I would link it back to psychological mystery of The Cage and further to its touchstone, the MGM 50s classic Forbidden Planet.
I mean its a little far fetched a simple helmet protects the kmal yet the enterprise hull let it through no problems (until pack modulates the shield), but wont let that get in the way of a good story.
their helmets are made of a special ore that blocks the radiation. it’s a goofy explanation, but there is a reason why they act differently than the enterprise hull
A very TOS episode that I thoroughly enjoyed!
Can we let La’an have a few happy moments in this season? That woman must be riddled with PTSD by now.
It was great to finally get Pike back! Has he ever told his girlfriend that he’s almost certainly going to be disabled? What a pickle he’s in. I think if I were in his shoes I would have let the relationship end. The guilt must be driving him insane.
I feel like they might be messing around with the timelines so that they can save Pike from his horrendous fate and just say it’s an alternate timeline compared to TOS. Normally I’d be against that, but it’s Pike and I love him so much that I almost want them to do it.
The nature of a time crystal is that it’s a fixed event in every timeline forward.
Once Pike drew the crystal on Borath, it was locked in.
Thanks, I should know that, I’ve seen every episode!
In a kind of sad way he does have a happy ending. I just don’t want it to happen to him. Poor old Pike!
It’s a common trope that the away teams really shouldn’t be landing in these planets without any idea what’s down there without an alien style hazmat suit and here we go, another example :) I GUESS they get a pass because they were here before and the effects didn’t happen because they were not here long enough
also really strange they don’t confirm that people were dead? Or try and go back and get their bodies which might have equipment/ com badges /might even be alien (Spock was there and he bleeds green), maybe starfleet shouldn’t be so careless about what they leave behind…

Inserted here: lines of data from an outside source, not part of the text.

//! In-Process TTL Store
//!
//! Reference backend: a HashMap of serialized payloads behind one coarse
//! reader/writer lock, with lazy expiry on read.
//!
//! There is no background reaper of its own. Expired entries stay in memory
//! until a read, delete, overwrite or an explicit [`MemoryStore::purge_expired`]
//! touches them. The single lock is a contention point under heavy write
//! load; it keeps every mutation atomic with respect to all others.

use std::collections::HashMap;
use std::sync::atomic::{AtomicBool, Ordering};
use std::time::{Duration, Instant};

use async_trait::async_trait;
use serde_json::json;
use tokio::sync::RwLock;
use tracing::debug;

use crate::backend::{literal_prefix, Backend, BackendStats, CacheEntry, Ttl, DEFAULT_TTL};
use crate::error::{CacheError, Result};

// == Memory Store ==
/// In-process TTL map implementing [`Backend`].
#[derive(Debug)]
pub struct MemoryStore {
    /// Key-payload storage
    entries: RwLock<HashMap<String, CacheEntry>>,
    /// TTL applied for [`Ttl::Default`]
    default_ttl: Duration,
    closed: AtomicBool,
}

impl MemoryStore {
    // == Constructor ==
    /// Creates an empty store.
    ///
    /// A zero `default_ttl` is replaced by [`DEFAULT_TTL`], so a default write
    /// always expires.
    pub fn new(default_ttl: Duration) -> Self {
        let default_ttl = if default_ttl.is_zero() {
            DEFAULT_TTL
        } else {
            default_ttl
        };

        Self {
            entries: RwLock::new(HashMap::new()),
            default_ttl,
            closed: AtomicBool::new(false),
        }
    }

    /// TTL applied when a write asks for the default.
    pub fn default_ttl(&self) -> Duration {
        self.default_ttl
    }

    // == Length ==
    /// Number of physically stored entries, expired ones included.
    pub async fn len(&self) -> usize {
        self.entries.read().await.len()
    }

    // == Is Empty ==
    pub async fn is_empty(&self) -> bool {
        self.entries.read().await.is_empty()
    }

    fn ensure_open(&self) -> Result<()> {
        if self.closed.load(Ordering::Acquire) {
            return Err(CacheError::BackendUnavailable(
                "memory store is closed".to_string(),
            ));
        }
        Ok(())
    }

    fn resolve_ttl(&self, ttl: Ttl) -> Option<Duration> {
        match ttl {
            Ttl::Default => Some(self.default_ttl),
            Ttl::Expires(ttl) => Some(ttl),
            Ttl::Never => None,
        }
    }

    /// Looks a key up, evicting it if it has expired.
    async fn live_payload(&self, key: &str) -> Option<Vec<u8>> {
        {
            let entries = self.entries.read().await;
            match entries.get(key) {
                None => return None,
                Some(entry) if !entry.is_expired() => return Some(entry.payload.clone()),
                Some(_) => {}
            }
        }

        // The entry may have been deleted or refreshed between the two locks
        let mut entries = self.entries.write().await;
        match entries.get(key) {
            Some(entry) if entry.is_expired() => {
                entries.remove(key);
                debug!(key, "evicted expired entry on read");
                None
            }
            Some(entry) => Some(entry.payload.clone()),
            None => None,
        }
    }

    // == Add Delta ==
    async fn add_delta(&self, key: &str, delta: i64) -> Result<i64> {
        self.ensure_open()?;
        let mut entries = self.entries.write().await;

        let existing = entries.get(key).filter(|entry| !entry.is_expired());
        let current: i64 = existing
            .and_then(|entry| serde_json::from_slice(&entry.payload).ok())
            .unwrap_or(0);
        // Counters keep the original expiry; new counters never expire
        let expires_at = existing.and_then(|entry| entry.expires_at);

        let next = current.saturating_add(delta);
        let payload = serde_json::to_vec(&next)?;
        entries.insert(
            key.to_string(),
            CacheEntry {
                payload,
                expires_at,
            },
        );
        Ok(next)
    }
}

impl Default for MemoryStore {
    fn default() -> Self {
        Self::new(DEFAULT_TTL)
    }
}

#[async_trait]
impl Backend for MemoryStore {
    async fn get(&self, key: &str) -> Result<Option<Vec<u8>>> {
        self.ensure_open()?;
        Ok(self.live_payload(key).await)
    }

    async fn set(&self, key: &str, payload: Vec<u8>, ttl: Ttl) -> Result<()> {
        self.ensure_open()?;
        let entry = CacheEntry::new(payload, self.resolve_ttl(ttl));
        self.entries.write().await.insert(key.to_string(), entry);
        Ok(())
    }

    async fn delete(&self, keys: &[&str]) -> Result<()> {
        self.ensure_open()?;
        let mut entries = self.entries.write().await;
        for key in keys {
            entries.remove(*key);
        }
        Ok(())
    }

    async fn delete_by_prefix(&self, pattern: &str) -> Result<u64> {
        self.ensure_open()?;
        if pattern.is_empty() {
            return Ok(0);
        }
        let prefix = literal_prefix(pattern);

        let mut entries = self.entries.write().await;
        let before = entries.len();
        entries.retain(|key, _| !key.starts_with(prefix));
        let removed = (before - entries.len()) as u64;

        debug!(prefix, removed, "deleted entries by prefix");
        Ok(removed)
    }

    async fn exists(&self, key: &str) -> Result<bool> {
        self.ensure_open()?;
        Ok(self.live_payload(key).await.is_some())
    }

    async fn increment(&self, key: &str) -> Result<i64> {
        self.add_delta(key, 1).await
    }

    async fn decrement(&self, key: &str) -> Result<i64> {
        self.add_delta(key, -1).await
    }

    async fn stats(&self) -> Result<BackendStats> {
        let entries = self.entries.read().await;
        let now = Instant::now();
        let total = entries.len();
        let expired = entries
            .values()
            .filter(|entry| entry.is_expired_at(now))
            .count();

        let mut stats = BackendStats::new();
        stats.insert("backend".to_string(), json!("memory"));
        stats.insert("total_items".to_string(), json!(total));
        stats.insert("expired_items".to_string(), json!(expired));
        stats.insert("active_items".to_string(), json!(total - expired));
        Ok(stats)
    }

    async fn ping(&self) -> Result<()> {
        self.ensure_open()
    }

    async fn close(&self) -> Result<()> {
        if !self.closed.swap(true, Ordering::AcqRel) {
            self.entries.write().await.clear();
            debug!("memory store closed");
        }
        Ok(())
    }

    async fn purge_expired(&self) -> Result<u64> {
        self.ensure_open()?;
        let now = Instant::now();
        let mut entries = self.entries.write().await;
        let before = entries.len();
        entries.retain(|_, entry| !entry.is_expired_at(now));
        Ok((before - entries.len()) as u64)
    }
}
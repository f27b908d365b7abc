//! Request DTOs for the admin API
//!
//! Defines the structure of incoming HTTP request bodies.

use std::time::Duration;

use serde::Deserialize;

/// Longest key accepted over HTTP.
pub const MAX_KEY_LEN: usize = 512;

/// Request body for `PUT /set`
///
/// `value` is any JSON document and is stored exactly as received.
/// `ttl` is in seconds; absent or zero means the manager default.
#[derive(Debug, Clone, Deserialize)]
pub struct SetRequest {
    pub key: String,
    pub value: serde_json::Value,
    #[serde(default)]
    pub ttl: Option<u64>,
}

impl SetRequest {
    /// Returns an error message if validation fails, None if valid.
    pub fn validate(&self) -> Option<String> {
        validate_key(&self.key)
    }

    pub fn ttl(&self) -> Duration {
        Duration::from_secs(self.ttl.unwrap_or(0))
    }
}

/// Shared key check for body and path parameters.
pub fn validate_key(key: &str) -> Option<String> {
    if key.is_empty() {
        return Some("Key cannot be empty".to_string());
    }
    if key.len() > MAX_KEY_LEN {
        return Some(format!(
            "Key exceeds maximum length of {} characters",
            MAX_KEY_LEN
        ));
    }
    None
}
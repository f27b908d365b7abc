//! Background Tasks Module
//!
//! Periodic work that runs alongside the admin server.
//!
//! # Tasks
//! - Sweep: physically removes expired entries (off unless an interval is set)
//! - Warmer: rewrites registered keys from their jobs

mod sweep;
mod warmer;

pub use sweep::spawn_sweep_task;
pub use warmer::{CacheWarmer, JobFuture, WarmupJob};
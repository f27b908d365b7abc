//! Configuration Module
//!
//! Handles loading and validating cache configuration from environment variables.

use std::env;
use std::fmt;
use std::str::FromStr;
use std::time::Duration;

use crate::error::{CacheError, Result};

// == Backend Kind ==
/// Which storage backend the manager is built on.
#[derive(Debug, Clone, Copy, PartialEq, Eq, Default)]
pub enum BackendKind {
    /// In-process TTL map
    #[default]
    Memory,
    /// Remote key-value store
    Redis,
}

impl FromStr for BackendKind {
    type Err = CacheError;

    fn from_str(s: &str) -> Result<Self> {
        match s.trim().to_ascii_lowercase().as_str() {
            "" | "memory" => Ok(BackendKind::Memory),
            "redis" => Ok(BackendKind::Redis),
            other => Err(CacheError::InvalidConfiguration(format!(
                "unknown backend type '{}'",
                other
            ))),
        }
    }
}

impl fmt::Display for BackendKind {
    fn fmt(&self, f: &mut fmt::Formatter<'_>) -> fmt::Result {
        match self {
            BackendKind::Memory => write!(f, "memory"),
            BackendKind::Redis => write!(f, "redis"),
        }
    }
}

// == Redis Settings ==
/// Connection settings for the remote backend.
#[derive(Debug, Clone)]
pub struct RedisSettings {
    /// `host:port` of the server
    pub addr: String,
    pub password: Option<String>,
    /// Logical database index
    pub db: i64,
    /// Number of multiplexed connections kept open
    pub pool_size: usize,
    /// Retries for transient IO failures
    pub max_retries: u32,
    /// Namespace prepended to every key
    pub prefix: String,
    /// Upper bound on a single driver call, in milliseconds
    pub operation_timeout_ms: u64,
}

impl Default for RedisSettings {
    fn default() -> Self {
        Self {
            addr: "127.0.0.1:6379".to_string(),
            password: None,
            db: 0,
            pool_size: 10,
            max_retries: 3,
            prefix: "cache:".to_string(),
            operation_timeout_ms: 2000,
        }
    }
}

impl RedisSettings {
    /// Operation timeout as a `Duration`.
    pub fn operation_timeout(&self) -> Duration {
        Duration::from_millis(self.operation_timeout_ms)
    }
}

/// Cache configuration parameters.
///
/// All values can be configured via environment variables with sensible defaults.
#[derive(Debug, Clone)]
pub struct Config {
    /// Raw backend type as configured; parsed by [`Config::backend_kind`]
    pub backend: String,
    /// Default TTL in seconds, applied whenever a caller passes a zero TTL
    pub default_ttl: u64,
    /// Admin HTTP server port
    pub server_port: u16,
    /// Expired-entry sweep interval in seconds, 0 disables the sweeper
    pub sweep_interval: u64,
    /// Warmup job interval in seconds
    pub warmup_interval: u64,
    pub redis: RedisSettings,
}

impl Config {
    /// Creates a new Config by loading values from environment variables.
    ///
    /// # Environment Variables
    /// - `CACHE_BACKEND` - `memory` or `redis` (default: memory)
    /// - `DEFAULT_TTL` - Default TTL in seconds (default: 300)
    /// - `SERVER_PORT` - HTTP server port (default: 3000)
    /// - `SWEEP_INTERVAL` - Sweep frequency in seconds, 0 = off (default: 0)
    /// - `WARMUP_INTERVAL` - Period for embedders spawning a `CacheWarmer`, in seconds (default: 300)
    /// - `REDIS_ADDR`, `REDIS_PASSWORD`, `REDIS_DB`, `REDIS_POOL_SIZE`,
    ///   `REDIS_MAX_RETRIES`, `REDIS_PREFIX`, `REDIS_OPERATION_TIMEOUT_MS`
    pub fn from_env() -> Self {
        let defaults = Self::default();
        let redis_defaults = defaults.redis.clone();

        Self {
            backend: env::var("CACHE_BACKEND").unwrap_or(defaults.backend),
            default_ttl: parse_env("DEFAULT_TTL").unwrap_or(defaults.default_ttl),
            server_port: parse_env("SERVER_PORT").unwrap_or(defaults.server_port),
            sweep_interval: parse_env("SWEEP_INTERVAL").unwrap_or(defaults.sweep_interval),
            warmup_interval: parse_env("WARMUP_INTERVAL").unwrap_or(defaults.warmup_interval),
            redis: RedisSettings {
                addr: env::var("REDIS_ADDR").unwrap_or(redis_defaults.addr),
                password: env::var("REDIS_PASSWORD").ok().filter(|p| !p.is_empty()),
                db: parse_env("REDIS_DB").unwrap_or(redis_defaults.db),
                pool_size: parse_env("REDIS_POOL_SIZE").unwrap_or(redis_defaults.pool_size),
                max_retries: parse_env("REDIS_MAX_RETRIES")
                    .unwrap_or(redis_defaults.max_retries),
                prefix: env::var("REDIS_PREFIX").unwrap_or(redis_defaults.prefix),
                operation_timeout_ms: parse_env("REDIS_OPERATION_TIMEOUT_MS")
                    .unwrap_or(redis_defaults.operation_timeout_ms),
            },
        }
    }

    /// Parses the configured backend type.
    pub fn backend_kind(&self) -> Result<BackendKind> {
        self.backend.parse()
    }

    /// Default TTL as a `Duration`.
    pub fn default_ttl(&self) -> Duration {
        Duration::from_secs(self.default_ttl)
    }

    /// Checks settings that would otherwise fail later at construction.
    pub fn validate(&self) -> Result<()> {
        let kind = self.backend_kind()?;
        if self.default_ttl == 0 {
            return Err(CacheError::InvalidConfiguration(
                "default TTL must be greater than zero".to_string(),
            ));
        }
        if kind == BackendKind::Redis && self.redis.pool_size == 0 {
            return Err(CacheError::InvalidConfiguration(
                "redis pool size must be greater than zero".to_string(),
            ));
        }
        Ok(())
    }
}

impl Default for Config {
    fn default() -> Self {
        Self {
            backend: BackendKind::Memory.to_string(),
            default_ttl: 300,
            server_port: 3000,
            sweep_interval: 0,
            warmup_interval: 300,
            redis: RedisSettings::default(),
        }
    }
}

fn parse_env<T: FromStr>(name: &str) -> Option<T> {
    env::var(name).ok().and_then(|v| v.parse().ok())
}
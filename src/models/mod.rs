//! Request and Response models for the admin API

pub mod requests;
pub mod responses;

pub use requests::{validate_key, SetRequest};
pub use responses::{
    CounterResponse, DeleteResponse, ErrorResponse, GetResponse, HealthResponse,
    InvalidateResponse, SetResponse, StatsResponse,
};
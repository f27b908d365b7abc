//! Cache Aside - a cache-aside layer over pluggable TTL backends
//!
//! Provides typed get-or-compute queries, pagination-aware cache keys with
//! content hashes, hit/miss monitoring, and a small admin HTTP surface.

pub mod api;
pub mod backend;
pub mod config;
pub mod error;
pub mod manager;
pub mod models;
pub mod monitor;
pub mod pagination;
pub mod strategy;
pub mod tasks;
pub mod ticket;

#[cfg(test)]
mod property_tests;

pub use api::{create_router, AppState};
pub use backend::{Backend, BackendStats, MemoryStore, Ttl};
pub use config::{BackendKind, Config, RedisSettings};
pub use error::{CacheError, Result};
pub use manager::{Manager, QueryOptions};
pub use monitor::{MetricsSnapshot, Monitor};
pub use pagination::{Filters, PaginatedResponse, PaginationParams};
pub use strategy::{PrefetchStrategy, RefreshStrategy};
pub use tasks::{spawn_sweep_task, CacheWarmer};
pub use ticket::CacheTicket;

#[cfg(feature = "redis")]
pub use backend::RedisStore;
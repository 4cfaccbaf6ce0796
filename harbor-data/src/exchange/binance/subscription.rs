use harbor_integration::{Validator, error::SocketError};
use serde::{Deserialize, Serialize};

/// [`Binance`](super::Binance) subscription response message.
///
/// ### Raw Payload Examples
/// See docs: <https://binance-docs.github.io/apidocs/spot/en/#live-subscribing-unsubscribing-to-streams>
/// #### Subscription Success
/// ```json
/// {
///     "id":1,
///     "result":null
/// }
/// ```
///
/// #### Subscription Failure
/// ```json
/// {
///     "id":1,
///     "result":[]
/// }
/// ```
#[derive(Clone, Eq, PartialEq, Ord, PartialOrd, Hash, Debug, Deserialize, Serialize)]
pub struct BinanceSubResponse {
    result: Option<Vec<String>>,
    id: u32,
}

impl Validator for BinanceSubResponse {
    fn validate(self) -> Result<Self, SocketError>
    where
        Self: Sized,
    {
        if self.result.is_none() {
            Ok(self)
        } else {
            Err(SocketError::Subscribe(
                "received failure subscription response".to_owned(),
            ))
        }
    }
}

#[cfg(test)]
mod tests {
    use super::*;

    #[test]
    fn test_de_binance_sub_response() {
        struct TestCase {
            input: &'static str,
            expected: BinanceSubResponse,
        }

        let cases = vec![
            TestCase {
                // TC0: input response is Subscribed
                input: r#"{"id":1,"result":null}"#,
                expected: BinanceSubResponse {
                    result: None,
                    id: 1,
                },
            },
            TestCase {
                // TC1: input response is failed subscription
                input: r#"{"result": [], "id": 1}"#,
                expected: BinanceSubResponse {
                    result: Some(vec![]),
                    id: 1,
                },
            },
        ];

        for (index, test) in cases.into_iter().enumerate() {
            let actual = serde_json::from_str::<BinanceSubResponse>(test.input).unwrap();
            assert_eq!(actual, test.expected, "TC{index} failed");
        }
    }

    #[test]
    fn test_validate_binance_sub_response() {
        assert!(
            BinanceSubResponse {
                result: None,
                id: 1
            }
            .validate()
            .is_ok()
        );
        assert!(
            BinanceSubResponse {
                result: Some(vec![]),
                id: 1
            }
            .validate()
            .is_err()
        );
    }
}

No EV suit would have protected them, either - the Enterprise was affected as well.
They handled that subtly - I was wondering why they didn’t raise shields against the radiation, but the shimmering impact of the debris field seen when Ortegas was in her quarters showed that shields were indeed up, so that mean the radiation could get through shields. Then it was mentioned that Spock tweaked the shield harmonics at the end - I guess he didn’t earlier because he was already affected.
I think at the time they lacked sufficient information to modulate the shields, which is why moving the ship into the astroids seemed logical.
Outside of Pike and Batel’s relationship, are there any points in this episode that look to connect to anything else in the currently ongoing plotline in SNW? I didn’t really notice anything, it seems like this might be the most standalone episode.
Batel’s promotion was nixed by Judge Advocate Pasalk because of her conduct during Una’s trial in “Ad Astra Per Aspera”.
M’Benga mentions that the reason he and La’An were along was because Pike needed people who could fight without phasers (as per “The Broken Circle” and “Tomorrow and Tomorrow and Tomorrow”).
That’s basically it, I think.
M’Benga
You mean “Dr. Seen-Some-Shit.”
I don’t know if we’ll ever see a full episode with flashbacks to everything he’s been through, but oddly enough I don’t mind the intentionally vague references to it so far–leaves it open for our imaginations (and fan fiction) to fill in the gaps.